## Exercise data
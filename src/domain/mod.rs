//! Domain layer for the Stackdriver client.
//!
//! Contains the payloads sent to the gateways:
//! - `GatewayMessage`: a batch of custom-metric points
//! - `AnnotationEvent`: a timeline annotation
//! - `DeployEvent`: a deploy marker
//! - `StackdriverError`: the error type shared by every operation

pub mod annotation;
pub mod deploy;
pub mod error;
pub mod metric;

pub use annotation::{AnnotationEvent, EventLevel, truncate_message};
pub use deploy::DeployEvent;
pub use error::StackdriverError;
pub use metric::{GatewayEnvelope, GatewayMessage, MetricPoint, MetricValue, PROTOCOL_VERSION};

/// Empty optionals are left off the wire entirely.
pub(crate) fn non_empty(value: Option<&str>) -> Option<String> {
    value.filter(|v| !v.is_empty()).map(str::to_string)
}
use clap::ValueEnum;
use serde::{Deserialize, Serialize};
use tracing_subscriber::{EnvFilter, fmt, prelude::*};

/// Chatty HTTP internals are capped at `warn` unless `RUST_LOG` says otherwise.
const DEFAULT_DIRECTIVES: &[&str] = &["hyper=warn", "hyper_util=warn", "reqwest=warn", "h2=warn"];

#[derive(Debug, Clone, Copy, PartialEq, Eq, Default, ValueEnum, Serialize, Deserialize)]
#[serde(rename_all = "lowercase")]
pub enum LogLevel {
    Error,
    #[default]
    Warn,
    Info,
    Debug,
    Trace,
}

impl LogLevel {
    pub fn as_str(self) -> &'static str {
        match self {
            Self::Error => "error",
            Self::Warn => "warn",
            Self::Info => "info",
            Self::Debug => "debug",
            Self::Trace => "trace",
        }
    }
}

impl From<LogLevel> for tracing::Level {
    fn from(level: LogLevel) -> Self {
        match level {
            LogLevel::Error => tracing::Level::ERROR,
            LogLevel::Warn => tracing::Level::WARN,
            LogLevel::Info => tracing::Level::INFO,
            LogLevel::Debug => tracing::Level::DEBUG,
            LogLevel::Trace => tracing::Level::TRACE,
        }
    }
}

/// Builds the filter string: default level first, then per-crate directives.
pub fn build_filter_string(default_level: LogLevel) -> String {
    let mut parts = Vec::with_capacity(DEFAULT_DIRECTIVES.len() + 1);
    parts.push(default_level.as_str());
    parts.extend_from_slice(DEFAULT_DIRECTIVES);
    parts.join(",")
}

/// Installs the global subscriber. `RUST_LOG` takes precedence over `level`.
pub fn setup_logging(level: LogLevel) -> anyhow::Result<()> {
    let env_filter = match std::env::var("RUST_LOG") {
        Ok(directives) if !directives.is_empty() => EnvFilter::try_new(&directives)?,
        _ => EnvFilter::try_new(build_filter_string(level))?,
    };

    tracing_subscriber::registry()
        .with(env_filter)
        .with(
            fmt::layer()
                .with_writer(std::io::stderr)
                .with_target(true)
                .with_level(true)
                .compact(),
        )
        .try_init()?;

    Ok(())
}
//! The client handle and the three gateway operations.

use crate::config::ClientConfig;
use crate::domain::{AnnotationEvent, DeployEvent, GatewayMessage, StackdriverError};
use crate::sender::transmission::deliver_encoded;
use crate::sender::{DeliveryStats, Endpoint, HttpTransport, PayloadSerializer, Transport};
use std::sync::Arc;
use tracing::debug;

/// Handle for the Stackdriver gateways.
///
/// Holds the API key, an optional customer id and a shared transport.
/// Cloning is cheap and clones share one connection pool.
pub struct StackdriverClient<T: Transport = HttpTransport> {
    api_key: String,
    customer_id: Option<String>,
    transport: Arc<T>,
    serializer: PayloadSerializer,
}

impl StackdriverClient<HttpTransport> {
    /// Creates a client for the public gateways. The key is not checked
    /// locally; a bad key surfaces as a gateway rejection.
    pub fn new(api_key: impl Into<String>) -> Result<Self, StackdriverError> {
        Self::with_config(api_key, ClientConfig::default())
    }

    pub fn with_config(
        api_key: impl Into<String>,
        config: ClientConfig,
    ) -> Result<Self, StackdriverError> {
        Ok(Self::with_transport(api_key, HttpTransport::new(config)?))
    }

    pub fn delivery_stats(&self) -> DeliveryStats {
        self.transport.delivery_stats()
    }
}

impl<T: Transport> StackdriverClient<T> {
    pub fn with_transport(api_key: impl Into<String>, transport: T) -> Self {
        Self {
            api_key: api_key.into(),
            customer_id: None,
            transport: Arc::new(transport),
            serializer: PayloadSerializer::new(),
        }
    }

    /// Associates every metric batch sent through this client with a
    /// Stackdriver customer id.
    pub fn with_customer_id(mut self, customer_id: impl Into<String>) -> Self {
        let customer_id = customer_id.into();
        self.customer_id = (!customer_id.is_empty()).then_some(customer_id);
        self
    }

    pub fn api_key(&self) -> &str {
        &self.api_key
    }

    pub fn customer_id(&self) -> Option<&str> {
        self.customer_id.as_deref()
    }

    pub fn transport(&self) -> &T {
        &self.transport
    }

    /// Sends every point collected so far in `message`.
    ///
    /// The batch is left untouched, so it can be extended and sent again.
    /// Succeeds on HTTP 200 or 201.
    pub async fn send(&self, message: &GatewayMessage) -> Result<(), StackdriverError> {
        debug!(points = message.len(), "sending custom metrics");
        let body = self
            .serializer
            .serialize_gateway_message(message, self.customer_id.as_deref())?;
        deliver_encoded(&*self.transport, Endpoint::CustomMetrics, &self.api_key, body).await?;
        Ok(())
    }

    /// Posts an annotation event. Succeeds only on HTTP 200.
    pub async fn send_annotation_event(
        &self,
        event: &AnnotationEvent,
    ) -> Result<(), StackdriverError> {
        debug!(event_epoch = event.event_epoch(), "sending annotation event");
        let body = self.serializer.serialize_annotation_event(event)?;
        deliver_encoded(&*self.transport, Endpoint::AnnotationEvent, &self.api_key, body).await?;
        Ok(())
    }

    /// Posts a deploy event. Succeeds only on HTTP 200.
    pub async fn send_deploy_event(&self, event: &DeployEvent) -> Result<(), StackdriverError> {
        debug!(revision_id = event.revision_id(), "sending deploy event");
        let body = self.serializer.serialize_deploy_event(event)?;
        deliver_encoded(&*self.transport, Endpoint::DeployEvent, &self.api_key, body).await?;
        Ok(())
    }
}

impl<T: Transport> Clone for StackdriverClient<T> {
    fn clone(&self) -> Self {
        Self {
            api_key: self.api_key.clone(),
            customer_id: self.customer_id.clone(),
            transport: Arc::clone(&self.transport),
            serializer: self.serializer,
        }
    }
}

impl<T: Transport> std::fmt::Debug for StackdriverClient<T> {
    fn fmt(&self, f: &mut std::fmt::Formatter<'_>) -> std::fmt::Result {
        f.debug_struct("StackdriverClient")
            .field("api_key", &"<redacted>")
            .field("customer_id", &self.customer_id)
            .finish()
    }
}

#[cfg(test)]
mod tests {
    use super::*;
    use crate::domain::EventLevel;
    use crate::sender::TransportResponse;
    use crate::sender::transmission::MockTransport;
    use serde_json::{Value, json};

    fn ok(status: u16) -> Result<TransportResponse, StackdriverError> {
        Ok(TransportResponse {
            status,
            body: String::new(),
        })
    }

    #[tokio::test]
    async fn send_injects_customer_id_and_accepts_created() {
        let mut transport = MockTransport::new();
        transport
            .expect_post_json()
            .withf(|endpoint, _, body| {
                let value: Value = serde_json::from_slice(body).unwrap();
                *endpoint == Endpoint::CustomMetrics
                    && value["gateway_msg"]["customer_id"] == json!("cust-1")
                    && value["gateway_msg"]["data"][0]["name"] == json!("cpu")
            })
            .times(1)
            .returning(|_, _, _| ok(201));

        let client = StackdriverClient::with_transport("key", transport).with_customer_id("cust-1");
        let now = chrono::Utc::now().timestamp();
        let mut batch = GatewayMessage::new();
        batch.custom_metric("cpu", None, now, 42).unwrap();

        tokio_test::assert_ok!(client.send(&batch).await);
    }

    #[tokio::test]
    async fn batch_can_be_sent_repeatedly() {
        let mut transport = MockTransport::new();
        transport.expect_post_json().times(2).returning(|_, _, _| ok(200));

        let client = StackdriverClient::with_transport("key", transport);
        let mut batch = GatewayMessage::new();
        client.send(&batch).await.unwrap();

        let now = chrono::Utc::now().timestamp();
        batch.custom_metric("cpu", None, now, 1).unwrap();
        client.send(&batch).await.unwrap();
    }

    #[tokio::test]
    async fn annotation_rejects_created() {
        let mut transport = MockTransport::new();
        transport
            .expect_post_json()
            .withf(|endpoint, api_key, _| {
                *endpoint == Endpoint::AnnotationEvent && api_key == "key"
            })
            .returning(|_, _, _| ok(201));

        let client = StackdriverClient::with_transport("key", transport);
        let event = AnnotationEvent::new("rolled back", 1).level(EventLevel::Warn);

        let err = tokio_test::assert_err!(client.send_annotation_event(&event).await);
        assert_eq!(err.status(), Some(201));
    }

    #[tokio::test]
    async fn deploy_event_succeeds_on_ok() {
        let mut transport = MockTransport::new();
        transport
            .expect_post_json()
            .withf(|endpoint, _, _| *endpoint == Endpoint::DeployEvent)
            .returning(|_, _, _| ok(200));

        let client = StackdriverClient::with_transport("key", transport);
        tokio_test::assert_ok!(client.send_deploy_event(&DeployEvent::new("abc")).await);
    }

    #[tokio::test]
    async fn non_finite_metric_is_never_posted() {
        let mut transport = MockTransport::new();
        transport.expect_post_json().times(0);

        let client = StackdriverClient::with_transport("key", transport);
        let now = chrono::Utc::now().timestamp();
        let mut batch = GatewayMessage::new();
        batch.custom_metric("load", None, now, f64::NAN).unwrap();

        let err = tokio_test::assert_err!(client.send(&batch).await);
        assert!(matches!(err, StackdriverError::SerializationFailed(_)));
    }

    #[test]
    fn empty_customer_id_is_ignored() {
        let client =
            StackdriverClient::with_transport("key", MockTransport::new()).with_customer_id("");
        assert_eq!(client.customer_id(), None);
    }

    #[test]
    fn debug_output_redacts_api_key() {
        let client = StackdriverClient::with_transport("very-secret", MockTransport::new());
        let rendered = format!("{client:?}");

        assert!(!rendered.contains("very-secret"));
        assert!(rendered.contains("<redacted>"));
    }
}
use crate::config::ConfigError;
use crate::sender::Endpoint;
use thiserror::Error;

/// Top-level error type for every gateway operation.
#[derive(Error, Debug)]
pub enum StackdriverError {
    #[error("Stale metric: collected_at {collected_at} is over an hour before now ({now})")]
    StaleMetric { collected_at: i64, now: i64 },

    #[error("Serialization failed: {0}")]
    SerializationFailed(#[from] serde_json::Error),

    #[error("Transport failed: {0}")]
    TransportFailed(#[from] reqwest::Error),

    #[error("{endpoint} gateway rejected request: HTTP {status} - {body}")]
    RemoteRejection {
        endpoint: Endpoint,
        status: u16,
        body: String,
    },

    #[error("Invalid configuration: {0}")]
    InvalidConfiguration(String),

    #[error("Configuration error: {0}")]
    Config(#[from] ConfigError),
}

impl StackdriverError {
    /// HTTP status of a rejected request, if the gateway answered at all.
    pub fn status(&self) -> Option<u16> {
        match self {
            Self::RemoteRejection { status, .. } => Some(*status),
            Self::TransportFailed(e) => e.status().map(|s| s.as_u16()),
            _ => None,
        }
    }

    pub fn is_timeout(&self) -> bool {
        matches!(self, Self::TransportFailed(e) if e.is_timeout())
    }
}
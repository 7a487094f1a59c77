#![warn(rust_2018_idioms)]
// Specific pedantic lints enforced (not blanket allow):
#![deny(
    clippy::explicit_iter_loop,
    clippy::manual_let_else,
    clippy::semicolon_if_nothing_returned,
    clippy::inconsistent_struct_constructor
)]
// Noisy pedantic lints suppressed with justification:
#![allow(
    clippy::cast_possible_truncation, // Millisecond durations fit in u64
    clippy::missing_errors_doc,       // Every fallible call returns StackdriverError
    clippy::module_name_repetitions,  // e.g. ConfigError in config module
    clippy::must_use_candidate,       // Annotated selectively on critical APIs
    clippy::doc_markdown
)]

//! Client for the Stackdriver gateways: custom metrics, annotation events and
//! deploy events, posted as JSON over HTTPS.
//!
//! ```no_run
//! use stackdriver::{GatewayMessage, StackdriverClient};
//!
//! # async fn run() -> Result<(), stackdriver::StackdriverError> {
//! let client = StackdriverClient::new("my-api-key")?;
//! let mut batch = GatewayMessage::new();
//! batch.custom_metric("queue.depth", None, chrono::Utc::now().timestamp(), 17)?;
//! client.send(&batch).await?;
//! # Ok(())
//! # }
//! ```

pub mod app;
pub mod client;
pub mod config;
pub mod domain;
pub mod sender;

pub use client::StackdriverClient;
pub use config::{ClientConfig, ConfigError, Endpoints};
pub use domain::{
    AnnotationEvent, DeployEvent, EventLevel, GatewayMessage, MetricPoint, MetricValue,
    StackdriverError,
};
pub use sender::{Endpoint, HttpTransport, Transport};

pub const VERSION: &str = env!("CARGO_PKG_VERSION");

## Work task
Given the data above, transcribe exactly the lines from the one containing "pub struct StackdriverClient<T: Transport" down to the one containing "a gateway rejection.", and no others.

## Exercise answer
pub struct StackdriverClient<T: Transport = HttpTransport> {
    api_key: String,
    customer_id: Option<String>,
    transport: Arc<T>,
    serializer: PayloadSerializer,
}

impl StackdriverClient<HttpTransport> {
    /// Creates a client for the public gateways. The key is not checked
    /// locally; a bad key surfaces as a gateway rejection.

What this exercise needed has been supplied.